Saved entries —
══════════
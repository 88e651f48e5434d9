// tollgate-core/src/infrastructure/fs.rs

use crate::infrastructure::error::InfrastructureError;
use serde::Serialize;
use std::io::Write;
use std::path::Path;

/// Writes `content` next to `path` in a temporary file, then renames it over `path`.
///
/// Readers either see the previous document or the new one, never a truncated file.
/// Missing parent directories are created first.
pub fn atomic_write<P: AsRef<Path>, C: AsRef<[u8]>>(
    path: P,
    content: C,
) -> Result<(), InfrastructureError> {
    let path = path.as_ref();
    let parent = match path.parent() {
        Some(p) if !p.as_os_str().is_empty() => p,
        _ => Path::new("."),
    };
    std::fs::create_dir_all(parent)?;

    // Same directory as the target so the rename never crosses filesystems
    let mut temp_file = tempfile::NamedTempFile::new_in(parent)?;
    temp_file.write_all(content.as_ref())?;
    temp_file
        .persist(path)
        .map_err(|e| InfrastructureError::Io(e.error))?;

    Ok(())
}

/// Serializes `data` as YAML and writes it atomically.
pub fn atomic_write_yaml<T: Serialize>(path: &Path, data: &T) -> Result<(), InfrastructureError> {
    let content = serde_yaml::to_string(data)?;
    atomic_write(path, content)
}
══════════
Task directions — Give back all the records exactly as they stand.

Response below —
repository 88e651f48e5434d9
// tollgate-core/src/infrastructure/fs.rs

use crate::infrastructure::error::InfrastructureError;
use serde::Serialize;
use std::io::Write;
use std::path::Path;

/// Writes `content` next to `path` in a temporary file, then renames it over `path`.
///
/// Readers either see the previous document or the new one, never a truncated file.
/// Missing parent directories are created first.
pub fn atomic_write<P: AsRef<Path>, C: AsRef<[u8]>>(
    path: P,
    content: C,
) -> Result<(), InfrastructureError> {
    let path = path.as_ref();
    let parent = match path.parent() {
        Some(p) if !p.as_os_str().is_empty() => p,
        _ => Path::new("."),
    };
    std::fs::create_dir_all(parent)?;

    // Same directory as the target so the rename never crosses filesystems
    let mut temp_file = tempfile::NamedTempFile::new_in(parent)?;
    temp_file.write_all(content.as_ref())?;
    temp_file
        .persist(path)
        .map_err(|e| InfrastructureError::Io(e.error))?;

    Ok(())
}

/// Serializes `data` as YAML and writes it atomically.
pub fn atomic_write_yaml<T: Serialize>(path: &Path, data: &T) -> Result<(), InfrastructureError> {
    let content = serde_yaml::to_string(data)?;
    atomic_write(path, content)
}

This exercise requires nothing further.